> [Action item]
Search the records for the string "filename", then copy each line where it appears.
★ ★ ★ ★ ★
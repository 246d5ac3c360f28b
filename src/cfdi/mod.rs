// src/cfdi/mod.rs
pub mod models;
pub mod namespaces;

pub use models::{Amounts, Collection, FieldKind, LineItem, RawDocument, Record, Value};
// src/cfdi/models.rs
use serde::{Deserialize, Serialize};
use std::collections::BTreeMap;
use std::fmt;

/// Raw bytes of one CFDI document together with the name it was supplied under
/// (file name, archive entry name, upload name).
#[derive(Debug, Clone)]
pub struct RawDocument {
    pub name: String,
    pub content: Vec<u8>,
}

impl RawDocument {
    pub fn new(name: impl Into<String>, content: impl Into<Vec<u8>>) -> Self {
        Self {
            name: name.into(),
            content: content.into(),
        }
    }
}

/// Semantic kind of an extracted field. Only `Amount` columns are zero-filled
/// when a record lacks them.
#[derive(Debug, Clone, Copy, PartialEq, Eq, Serialize, Deserialize)]
#[serde(rename_all = "lowercase")]
pub enum FieldKind {
    Amount,
    Text,
    Date,
}

impl FieldKind {
    pub fn is_numeric(self) -> bool {
        matches!(self, FieldKind::Amount)
    }
}

/// A scalar cell value.
#[derive(Debug, Clone, PartialEq, Serialize, Deserialize)]
#[serde(untagged)]
pub enum Value {
    Number(f64),
    Text(String),
}

impl Value {
    pub fn as_number(&self) -> Option<f64> {
        match self {
            Value::Number(n) => Some(*n),
            Value::Text(_) => None,
        }
    }

    pub fn as_text(&self) -> Option<&str> {
        match self {
            Value::Text(s) => Some(s),
            Value::Number(_) => None,
        }
    }
}

impl fmt::Display for Value {
    fn fmt(&self, f: &mut fmt::Formatter<'_>) -> fmt::Result {
        match self {
            Value::Number(n) => write!(f, "{}", n),
            Value::Text(s) => f.write_str(s),
        }
    }
}

/// The three line-item collections of the payroll complement.
#[derive(Debug, Clone, Copy, PartialEq, Eq, Hash, PartialOrd, Ord, Serialize)]
pub enum Collection {
    Perceptions,
    Deductions,
    OtherPayments,
}

impl Collection {
    pub const ALL: [Collection; 3] = [
        Collection::Perceptions,
        Collection::Deductions,
        Collection::OtherPayments,
    ];

    /// Container element under the payroll block (`Percepciones`, ...).
    pub fn container_tag(self) -> &'static str {
        match self {
            Collection::Perceptions => "Percepciones",
            Collection::Deductions => "Deducciones",
            Collection::OtherPayments => "OtrosPagos",
        }
    }

    /// Line-item element inside the container (`Percepcion`, ...).
    pub fn item_tag(self) -> &'static str {
        match self {
            Collection::Perceptions => "Percepcion",
            Collection::Deductions => "Deduccion",
            Collection::OtherPayments => "OtroPago",
        }
    }

    /// Attribute carrying the SAT sub-classification, also used as the code
    /// when `Clave` is empty.
    pub fn kind_attr(self) -> &'static str {
        match self {
            Collection::Perceptions => "TipoPercepcion",
            Collection::Deductions => "TipoDeduccion",
            Collection::OtherPayments => "TipoOtroPago",
        }
    }
}

/// Amounts reported by a line item. Perceptions split taxed/exempt, the other
/// collections carry a single figure.
#[derive(Debug, Clone, Copy, PartialEq)]
pub enum Amounts {
    Split { taxed: f64, exempt: f64 },
    Single(f64),
}

#[derive(Debug, Clone, PartialEq)]
pub struct LineItem {
    pub collection: Collection,
    pub concept: String,
    pub code: String,
    pub kind: String,
    pub amounts: Amounts,
    /// `SubsidioCausado` of a nested employment-subsidy element (other payments only).
    pub subsidy: Option<f64>,
}

/// One flat row produced from a single document.
#[derive(Debug, Clone, Default, PartialEq, Serialize)]
pub struct Record {
    fields: BTreeMap<String, Value>,
}

impl Record {
    pub fn new() -> Self {
        Self::default()
    }

    pub fn insert(&mut self, column: impl Into<String>, value: Value) -> Option<Value> {
        self.fields.insert(column.into(), value)
    }

    pub fn get(&self, column: &str) -> Option<&Value> {
        self.fields.get(column)
    }

    pub fn contains(&self, column: &str) -> bool {
        self.fields.contains_key(column)
    }

    pub fn columns(&self) -> impl Iterator<Item = &str> {
        self.fields.keys().map(String::as_str)
    }

    pub fn len(&self) -> usize {
        self.fields.len()
    }

    pub fn is_empty(&self) -> bool {
        self.fields.is_empty()
    }
}
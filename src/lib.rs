// src/lib.rs
//! Consolidates SAT CFDI payroll ("Nomina") documents into one table.
//!
//! Documents flow through [`batch::PayrollBatch`]: an optional concept-catalog
//! pass, per-document normalization into flat records, then column ordering
//! and reconciliation into a [`columns::Dataset`].

pub mod batch;
pub mod cfdi;
pub mod columns;
pub mod extractors;
pub mod loader;
pub mod storage;
pub mod utils;

pub use batch::{BatchOptions, BatchReport, CatalogStrategy, PayrollBatch};
pub use cfdi::{RawDocument, Record, Value};
pub use columns::Dataset;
★ ★ ★ ★ ★
> [Exercise result]
filename src/cfdi/mod.rs
filename src/lib.rs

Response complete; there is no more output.